REQUIRED ACTION:
Would you restate the data exactly as given?

GIVEN DATA:

//! Rules with reversible effects on a [`SatelliteState`]

use crate::error::RuleFault;
use crate::rule::{Rule, Verdict};
use mpv_plan::{MissionPlan, SatelliteState};
use parking_lot::Mutex;
use std::sync::atomic::{AtomicBool, Ordering};
use std::sync::Arc;

/// Reserves the plan's power draw on the satellite
///
/// Passes when the draw fits in the satellite's remaining headroom and
/// keeps the reservation until `undo`. Other reservations see less
/// headroom; a repeated evaluate replaces this rule's own reservation.
#[derive(Debug)]
pub struct PowerReservation {
    satellite: Arc<SatelliteState>,
    pending: Mutex<Option<f64>>,
}

impl PowerReservation {
    /// Create against a shared satellite
    #[must_use]
    pub fn new(satellite: Arc<SatelliteState>) -> Self {
        Self {
            satellite,
            pending: Mutex::new(None),
        }
    }
}

impl Rule<MissionPlan> for PowerReservation {
    fn name(&self) -> &str {
        "power-reservation"
    }

    fn evaluate(&self, plan: &MissionPlan) -> Result<Verdict, RuleFault> {
        let power = plan.require_power()?;
        if power < 0.0 {
            return Err(RuleFault::malformed(self.name(), "negative power draw"));
        }

        // Only the latest reservation stays committed, so release the one
        // from a previous evaluate before checking headroom.
        let mut pending = self.pending.lock();
        let previous = pending.take();
        if let Some(previous) = previous {
            self.satellite.release_power(previous);
        }

        if !self.satellite.try_reserve_power(power) {
            tracing::warn!(
                power,
                headroom = self.satellite.headroom(),
                "insufficient power"
            );
            // The earlier successful evaluate stays the one eligible for undo.
            if let Some(previous) = previous {
                if self.satellite.try_reserve_power(previous) {
                    *pending = Some(previous);
                }
            }
            return Ok(Verdict::Fail);
        }

        *pending = Some(power);
        tracing::debug!(power, "power reserved");
        Ok(Verdict::Pass)
    }

    fn undo(&self) {
        if let Some(power) = self.pending.lock().take() {
            self.satellite.release_power(power);
            tracing::debug!(power, "power reservation released");
        }
    }
}

/// Applies a thermal adjustment when the plan's peak temperature is allowed
#[derive(Debug)]
pub struct ThermalGuard {
    satellite: Arc<SatelliteState>,
    applied: AtomicBool,
}

impl ThermalGuard {
    /// Create against a shared satellite
    #[must_use]
    pub fn new(satellite: Arc<SatelliteState>) -> Self {
        Self {
            satellite,
            applied: AtomicBool::new(false),
        }
    }
}

impl Rule<MissionPlan> for ThermalGuard {
    fn name(&self) -> &str {
        "thermal-guard"
    }

    fn evaluate(&self, plan: &MissionPlan) -> Result<Verdict, RuleFault> {
        let temperature = plan.require_temperature()?;
        let ceiling = self.satellite.max_allowed_temperature();
        if temperature > ceiling {
            tracing::warn!(temperature, ceiling, "temperature above ceiling");
            return Ok(Verdict::Fail);
        }

        if !self.applied.swap(true, Ordering::AcqRel) {
            self.satellite.apply_thermal_adjustment();
        }
        tracing::debug!(temperature, "thermal adjustment applied");
        Ok(Verdict::Pass)
    }

    fn undo(&self) {
        if self.applied.swap(false, Ordering::AcqRel) {
            self.satellite.revert_thermal_adjustment();
            tracing::debug!("thermal adjustment reverted");
        }
    }
}

#[cfg(test)]
mod tests {
    use super::*;
    use mpv_plan::SatelliteLedger;
    use pretty_assertions::assert_eq;

    fn satellite() -> Arc<SatelliteState> {
        Arc::new(SatelliteState::new(2000.0, 320.0))
    }

    fn plan(power: f64, temperature: f64) -> MissionPlan {
        MissionPlan::builder()
            .power_consumption(power)
            .max_temperature(temperature)
            .build()
    }

    #[test]
    fn reservation_commits_and_undoes() {
        let sat = satellite();
        let rule = PowerReservation::new(Arc::clone(&sat));

        assert_eq!(rule.evaluate(&plan(1500.0, 300.0)).unwrap(), Verdict::Pass);
        assert_eq!(sat.ledger().reserved_power, 1500.0);

        rule.undo();
        assert_eq!(sat.ledger().reserved_power, 0.0);
        rule.undo();
        assert_eq!(sat.ledger().reserved_power, 0.0);
    }

    #[test]
    fn failed_reservation_commits_nothing() {
        let sat = satellite();
        let rule = PowerReservation::new(Arc::clone(&sat));

        assert_eq!(rule.evaluate(&plan(2500.0, 300.0)).unwrap(), Verdict::Fail);
        rule.undo();
        assert_eq!(sat.ledger(), SatelliteLedger::default());
    }

    #[test]
    fn reservations_share_headroom() {
        let sat = satellite();
        let first = PowerReservation::new(Arc::clone(&sat));
        let second = PowerReservation::new(Arc::clone(&sat));

        assert!(first.evaluate(&plan(1500.0, 300.0)).unwrap().is_pass());
        assert!(second.evaluate(&plan(1500.0, 300.0)).unwrap().is_fail());
    }

    #[test]
    fn repeated_evaluate_keeps_one_reservation() {
        let sat = satellite();
        let rule = PowerReservation::new(Arc::clone(&sat));

        rule.evaluate(&plan(500.0, 300.0)).unwrap();
        rule.evaluate(&plan(700.0, 300.0)).unwrap();
        assert_eq!(sat.ledger().reserved_power, 700.0);

        rule.undo();
        assert_eq!(sat.ledger().reserved_power, 0.0);
    }

    #[test]
    fn same_plan_evaluates_identically_above_half_capacity() {
        let sat = satellite();
        let rule = PowerReservation::new(Arc::clone(&sat));

        assert_eq!(rule.evaluate(&plan(1500.0, 300.0)).unwrap(), Verdict::Pass);
        assert_eq!(rule.evaluate(&plan(1500.0, 300.0)).unwrap(), Verdict::Pass);
        assert_eq!(sat.ledger().reserved_power, 1500.0);

        rule.undo();
        assert_eq!(sat.ledger().reserved_power, 0.0);
    }

    #[test]
    fn rejected_re_evaluate_keeps_earlier_reservation() {
        let sat = satellite();
        let rule = PowerReservation::new(Arc::clone(&sat));

        assert!(rule.evaluate(&plan(1500.0, 300.0)).unwrap().is_pass());
        assert!(rule.evaluate(&plan(2500.0, 300.0)).unwrap().is_fail());
        assert_eq!(sat.ledger().reserved_power, 1500.0);

        rule.undo();
        assert_eq!(sat.ledger().reserved_power, 0.0);
    }

    #[test]
    fn negative_power_is_fault() {
        let rule = PowerReservation::new(satellite());
        assert!(matches!(
            rule.evaluate(&plan(-1.0, 300.0)),
            Err(RuleFault::Malformed { .. })
        ));
    }

    #[test]
    fn thermal_guard_applies_and_reverts() {
        let sat = satellite();
        let rule = ThermalGuard::new(Arc::clone(&sat));

        assert_eq!(rule.evaluate(&plan(0.0, 310.0)).unwrap(), Verdict::Pass);
        assert_eq!(sat.ledger().thermal_adjustments, 1);

        rule.undo();
        rule.undo();
        assert_eq!(sat.ledger().thermal_adjustments, 0);
    }

    #[test]
    fn thermal_guard_rejects_hot_plan() {
        let sat = satellite();
        let rule = ThermalGuard::new(Arc::clone(&sat));

        assert_eq!(rule.evaluate(&plan(0.0, 400.0)).unwrap(), Verdict::Fail);
        assert_eq!(sat.ledger().thermal_adjustments, 0);
    }
}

EXERCISE OUTPUT:
//! Rules with reversible effects on a [`SatelliteState`]

use crate::error::RuleFault;
use crate::rule::{Rule, Verdict};
use mpv_plan::{MissionPlan, SatelliteState};
use parking_lot::Mutex;
use std::sync::atomic::{AtomicBool, Ordering};
use std::sync::Arc;

/// Reserves the plan's power draw on the satellite
///
/// Passes when the draw fits in the satellite's remaining headroom and
/// keeps the reservation until `undo`. Other reservations see less
/// headroom; a repeated evaluate replaces this rule's own reservation.
#[derive(Debug)]
pub struct PowerReservation {
    satellite: Arc<SatelliteState>,
    pending: Mutex<Option<f64>>,
}

impl PowerReservation {
    /// Create against a shared satellite
    #[must_use]
    pub fn new(satellite: Arc<SatelliteState>) -> Self {
        Self {
            satellite,
            pending: Mutex::new(None),
        }
    }
}

impl Rule<MissionPlan> for PowerReservation {
    fn name(&self) -> &str {
        "power-reservation"
    }

    fn evaluate(&self, plan: &MissionPlan) -> Result<Verdict, RuleFault> {
        let power = plan.require_power()?;
        if power < 0.0 {
            return Err(RuleFault::malformed(self.name(), "negative power draw"));
        }

        // Only the latest reservation stays committed, so release the one
        // from a previous evaluate before checking headroom.
        let mut pending = self.pending.lock();
        let previous = pending.take();
        if let Some(previous) = previous {
            self.satellite.release_power(previous);
        }

        if !self.satellite.try_reserve_power(power) {
            tracing::warn!(
                power,
                headroom = self.satellite.headroom(),
                "insufficient power"
            );
            // The earlier successful evaluate stays the one eligible for undo.
            if let Some(previous) = previous {
                if self.satellite.try_reserve_power(previous) {
                    *pending = Some(previous);
                }
            }
            return Ok(Verdict::Fail);
        }

        *pending = Some(power);
        tracing::debug!(power, "power reserved");
        Ok(Verdict::Pass)
    }

    fn undo(&self) {
        if let Some(power) = self.pending.lock().take() {
            self.satellite.release_power(power);
            tracing::debug!(power, "power reservation released");
        }
    }
}

/// Applies a thermal adjustment when the plan's peak temperature is allowed
#[derive(Debug)]
pub struct ThermalGuard {
    satellite: Arc<SatelliteState>,
    applied: AtomicBool,
}

impl ThermalGuard {
    /// Create against a shared satellite
    #[must_use]
    pub fn new(satellite: Arc<SatelliteState>) -> Self {
        Self {
            satellite,
            applied: AtomicBool::new(false),
        }
    }
}

impl Rule<MissionPlan> for ThermalGuard {
    fn name(&self) -> &str {
        "thermal-guard"
    }

    fn evaluate(&self, plan: &MissionPlan) -> Result<Verdict, RuleFault> {
        let temperature = plan.require_temperature()?;
        let ceiling = self.satellite.max_allowed_temperature();
        if temperature > ceiling {
            tracing::warn!(temperature, ceiling, "temperature above ceiling");
            return Ok(Verdict::Fail);
        }

        if !self.applied.swap(true, Ordering::AcqRel) {
            self.satellite.apply_thermal_adjustment();
        }
        tracing::debug!(temperature, "thermal adjustment applied");
        Ok(Verdict::Pass)
    }

    fn undo(&self) {
        if self.applied.swap(false, Ordering::AcqRel) {
            self.satellite.revert_thermal_adjustment();
            tracing::debug!("thermal adjustment reverted");
        }
    }
}

#[cfg(test)]
mod tests {
    use super::*;
    use mpv_plan::SatelliteLedger;
    use pretty_assertions::assert_eq;

    fn satellite() -> Arc<SatelliteState> {
        Arc::new(SatelliteState::new(2000.0, 320.0))
    }

    fn plan(power: f64, temperature: f64) -> MissionPlan {
        MissionPlan::builder()
            .power_consumption(power)
            .max_temperature(temperature)
            .build()
    }

    #[test]
    fn reservation_commits_and_undoes() {
        let sat = satellite();
        let rule = PowerReservation::new(Arc::clone(&sat));

        assert_eq!(rule.evaluate(&plan(1500.0, 300.0)).unwrap(), Verdict::Pass);
        assert_eq!(sat.ledger().reserved_power, 1500.0);

        rule.undo();
        assert_eq!(sat.ledger().reserved_power, 0.0);
        rule.undo();
        assert_eq!(sat.ledger().reserved_power, 0.0);
    }

    #[test]
    fn failed_reservation_commits_nothing() {
        let sat = satellite();
        let rule = PowerReservation::new(Arc::clone(&sat));

        assert_eq!(rule.evaluate(&plan(2500.0, 300.0)).unwrap(), Verdict::Fail);
        rule.undo();
        assert_eq!(sat.ledger(), SatelliteLedger::default());
    }

    #[test]
    fn reservations_share_headroom() {
        let sat = satellite();
        let first = PowerReservation::new(Arc::clone(&sat));
        let second = PowerReservation::new(Arc::clone(&sat));

        assert!(first.evaluate(&plan(1500.0, 300.0)).unwrap().is_pass());
        assert!(second.evaluate(&plan(1500.0, 300.0)).unwrap().is_fail());
    }

    #[test]
    fn repeated_evaluate_keeps_one_reservation() {
        let sat = satellite();
        let rule = PowerReservation::new(Arc::clone(&sat));

        rule.evaluate(&plan(500.0, 300.0)).unwrap();
        rule.evaluate(&plan(700.0, 300.0)).unwrap();
        assert_eq!(sat.ledger().reserved_power, 700.0);

        rule.undo();
        assert_eq!(sat.ledger().reserved_power, 0.0);
    }

    #[test]
    fn same_plan_evaluates_identically_above_half_capacity() {
        let sat = satellite();
        let rule = PowerReservation::new(Arc::clone(&sat));

        assert_eq!(rule.evaluate(&plan(1500.0, 300.0)).unwrap(), Verdict::Pass);
        assert_eq!(rule.evaluate(&plan(1500.0, 300.0)).unwrap(), Verdict::Pass);
        assert_eq!(sat.ledger().reserved_power, 1500.0);

        rule.undo();
        assert_eq!(sat.ledger().reserved_power, 0.0);
    }

    #[test]
    fn rejected_re_evaluate_keeps_earlier_reservation() {
        let sat = satellite();
        let rule = PowerReservation::new(Arc::clone(&sat));

        assert!(rule.evaluate(&plan(1500.0, 300.0)).unwrap().is_pass());
        assert!(rule.evaluate(&plan(2500.0, 300.0)).unwrap().is_fail());
        assert_eq!(sat.ledger().reserved_power, 1500.0);

        rule.undo();
        assert_eq!(sat.ledger().reserved_power, 0.0);
    }

    #[test]
    fn negative_power_is_fault() {
        let rule = PowerReservation::new(satellite());
        assert!(matches!(
            rule.evaluate(&plan(-1.0, 300.0)),
            Err(RuleFault::Malformed { .. })
        ));
    }

    #[test]
    fn thermal_guard_applies_and_reverts() {
        let sat = satellite();
        let rule = ThermalGuard::new(Arc::clone(&sat));

        assert_eq!(rule.evaluate(&plan(0.0, 310.0)).unwrap(), Verdict::Pass);
        assert_eq!(sat.ledger().thermal_adjustments, 1);

        rule.undo();
        rule.undo();
        assert_eq!(sat.ledger().thermal_adjustments, 0);
    }

    #[test]
    fn thermal_guard_rejects_hot_plan() {
        let sat = satellite();
        let rule = ThermalGuard::new(Arc::clone(&sat));

        assert_eq!(rule.evaluate(&plan(0.0, 400.0)).unwrap(), Verdict::Fail);
        assert_eq!(sat.ledger().thermal_adjustments, 0);
    }
}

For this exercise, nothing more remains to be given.